My top-ten horror films #3

3 – ALIEN (1979)

alien

One of a handful of films that caused my heart to beat so hard while I was watching it that I thought it would, um, burst right out of my chest. Utterly nerve-shredding. It was our first real view of space as being anything other than pristine, sterile. Miners work out here: foul-mouthed grease monkeys trying to line their pockets with green on groaning old spaceships held together with spit and prayer. Dragged prematurely out of hypersleep by the ship’s computer, the crew of the Nostromo must investigate an alien signal, a possible SOS. After the volunteers have left, the signal is decoded. Not an SOS after all. A warning. So begins the whittling down of the crew by arguably the most frightening of all cinematic monsters, thanks to the warped vision of HR Giger.

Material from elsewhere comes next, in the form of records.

/// Validates an identifier string.
///
/// Checks:
/// - Non-empty
/// - No path separators (/, \)
/// - Not "." or ".."
/// - Characters are alphanumeric, '-', '_', or (optionally) '.'
pub fn validate_identifier(id: &str, allow_dots: bool) -> bool {
    if id.is_empty() {
        return false;
    }
    if id.contains('/') || id.contains('\\') {
        return false;
    }
    if id == "." || id == ".." {
        return false;
    }
    id.chars().all(|c| c.is_alphanumeric() || c == '-' || c == '_' || (allow_dots && c == '.'))
}

/// Validates a file name that will be created directly under `$HOME`.
///
/// Dotfile names come from scanned snapshots, so they are treated as untrusted:
/// - Non-empty
/// - No path separators (/, \) and no null bytes
/// - Not "." or ".."
/// - Characters are alphanumeric, '.', '-', or '_' only
pub fn validate_home_file_name(name: &str) -> bool {
    if name.is_empty() || name == "." || name == ".." {
        return false;
    }
    if name.contains('/') || name.contains('\\') || name.contains('\0') {
        return false;
    }
    name.chars().all(|c| c.is_ascii_alphanumeric() || c == '.' || c == '-' || c == '_')
}

/// Validates a `$HOME`-relative path such as `.config/fish/config.fish`.
///
/// Every `/`-separated segment must pass [`validate_home_file_name`].
pub fn validate_home_relative_path(path: &str) -> bool {
    !path.is_empty() && path.split('/').all(validate_home_file_name)
}

#[macro_export]
macro_rules! impl_validated_id {
    ($name:ident, $allow_dots:expr, $err_variant:path) => {
        impl $name {
            /// Validate and create a new instance.
            pub fn new(id: &str) -> Result<Self, $crate::domain::AppError> {
                if $crate::domain::identifiers::validation::validate_identifier(id, $allow_dots) {
                    Ok(Self(id.to_string()))
                } else {
                    Err($err_variant(id.to_string()))
                }
            }

            /// Return the inner string value.
            pub fn as_str(&self) -> &str {
                &self.0
            }
        }

        impl std::ops::Deref for $name {
            type Target = str;
            fn deref(&self) -> &Self::Target {
                &self.0
            }
        }

        impl AsRef<str> for $name {
            fn as_ref(&self) -> &str {
                self
            }
        }

        impl std::fmt::Display for $name {
            fn fmt(&self, f: &mut std::fmt::Formatter<'_>) -> std::fmt::Result {
                write!(f, "{}", self.0)
            }
        }

        impl TryFrom<String> for $name {
            type Error = $crate::domain::AppError;

            fn try_from(value: String) -> Result<Self, Self::Error> {
                Self::new(&value)
            }
        }

        impl From<$name> for String {
            fn from(value: $name) -> Self {
                value.0
            }
        }
    };
}
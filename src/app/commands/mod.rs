//! Command implementations shared by the CLI and the library API.

pub mod catalog;
pub mod generate;
pub mod inspect;
pub mod restore;
pub mod scan;
pub mod select;

use std::fmt;
use std::io::{self, Read, Write};
use std::path::{Path, PathBuf};

use crate::domain::AppError;
use crate::ports::ScriptWriter;

/// Path argument meaning standard input or output.
pub const STDIO_PATH: &str = "-";

/// Where a generated script goes.
#[derive(Debug, Clone, PartialEq, Eq)]
pub enum OutputTarget {
    Stdout,
    File(PathBuf),
}

impl OutputTarget {
    /// Resolve an `-o` argument, using `default` when none was given.
    pub fn from_arg(arg: Option<PathBuf>, default: &str) -> Self {
        match arg {
            Some(path) if path.as_os_str() == STDIO_PATH => OutputTarget::Stdout,
            Some(path) => OutputTarget::File(path),
            None => OutputTarget::File(PathBuf::from(default)),
        }
    }

    pub fn is_stdout(&self) -> bool {
        matches!(self, OutputTarget::Stdout)
    }
}

impl fmt::Display for OutputTarget {
    fn fmt(&self, f: &mut fmt::Formatter<'_>) -> fmt::Result {
        match self {
            OutputTarget::Stdout => f.write_str("<stdout>"),
            OutputTarget::File(path) => write!(f, "{}", path.display()),
        }
    }
}

/// Send script text to its target.
pub(crate) fn emit<W: ScriptWriter>(
    writer: &W,
    target: &OutputTarget,
    text: &str,
) -> Result<(), AppError> {
    match target {
        OutputTarget::Stdout => {
            let mut stdout = io::stdout().lock();
            stdout.write_all(text.as_bytes())?;
            stdout.flush()?;
            Ok(())
        }
        OutputTarget::File(path) => writer.write_script(path, text),
    }
}

/// Read an input file, or standard input for `-`.
pub(crate) fn read_input(path: &Path) -> Result<String, AppError> {
    if path.as_os_str() == STDIO_PATH {
        let mut buffer = String::new();
        io::stdin().lock().read_to_string(&mut buffer)?;
        return Ok(buffer);
    }
    Ok(std::fs::read_to_string(path)?)
}

#[cfg(test)]
mod tests {
    use super::*;

    #[test]
    fn dash_means_stdout() {
        assert_eq!(OutputTarget::from_arg(Some(PathBuf::from("-")), "x.sh"), OutputTarget::Stdout);
    }

    #[test]
    fn default_used_without_argument() {
        assert_eq!(
            OutputTarget::from_arg(None, "setup-macos.sh"),
            OutputTarget::File(PathBuf::from("setup-macos.sh"))
        );
    }
}
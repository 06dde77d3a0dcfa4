//! Interactive and flag-driven selection building.

use std::io::IsTerminal;
use std::path::PathBuf;

use dialoguer::MultiSelect;

use crate::app::DefaultContext;
use crate::app::commands::select::{self, SelectOptions};
use crate::domain::{AppError, ToolCategory};
use crate::ports::ToolCatalog;

pub fn run_select(
    ctx: &DefaultContext,
    tools: Vec<String>,
    pins: Vec<String>,
    output: Option<PathBuf>,
) -> Result<(), AppError> {
    let tool_ids = if tools.is_empty() {
        match prompt_tools(ctx.catalog())? {
            Some(ids) => ids,
            None => return Ok(()),
        }
    } else {
        tools
    };

    let outcome = select::execute(ctx, SelectOptions { tool_ids, pins, output })?;
    println!("✅ Saved {} tool(s) to {}", outcome.tools.len(), outcome.path.display());
    for (i, id) in outcome.tools.iter().enumerate() {
        println!("  {}. {}", i + 1, id);
    }
    println!("  Next: baseline generate {}", outcome.path.display());
    Ok(())
}

/// Ask for tools one category at a time. `None` when the user cancels.
fn prompt_tools<C: ToolCatalog>(catalog: &C) -> Result<Option<Vec<String>>, AppError> {
    if !std::io::stdin().is_terminal() {
        return Err(AppError::config_error(
            "No --tool given and stdin is not a terminal; pass tools with --tool ID",
        ));
    }

    let mut ids = Vec::new();
    for category in ToolCategory::ALL {
        let tools = catalog.by_category(category);
        if tools.is_empty() {
            continue;
        }
        let items: Vec<String> = tools
            .iter()
            .map(|tool| {
                if tool.description.is_empty() {
                    tool.name.clone()
                } else {
                    format!("{} - {}", tool.name, tool.description)
                }
            })
            .collect();

        let picked = MultiSelect::new()
            .with_prompt(format!("{} (space to toggle, enter to continue)", category.display_name()))
            .items(&items)
            .interact_opt()
            .map_err(|err| AppError::Prompt(err.to_string()))?;

        let Some(picked) = picked else {
            return Ok(None);
        };
        ids.extend(picked.into_iter().map(|index| tools[index].id.to_string()));
    }

    if ids.is_empty() {
        return Err(AppError::config_error("No tools selected"));
    }
    Ok(Some(ids))
}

The cast – Yaphet Kotto, Harry Dean Stanton, Ian Holm,  John Hurt, Tom Skerritt, Veronica Cartwright and Sigourney Weaver – are uniformly excellent. I love the ad lib feel to the script and the fact that the monster is only glimpsed, a powerful tactic the sequels, though good, eschew. The brilliant, skeletal score (Jerry Goldsmith again) recalls the ribs of the ancient spaceship discovered on that desolate planet we would eventually come to know as LV-426. Nothing about the music, or the dissonant, echoing rattles within it, fills us with optimism. It is a bleak film, but it is stylish, intelligent and thrilling. The same words could be used to describe Prometheus – Ridley Scott’s belated return to the Alien mythos – but that film contains an absence of simplicity that Alien boasts.

As interesting as the director’s cut is in presenting us with Dallas’ grisly fate, it exerts a considerable brake on the pace of the film. I’d stick with the original release.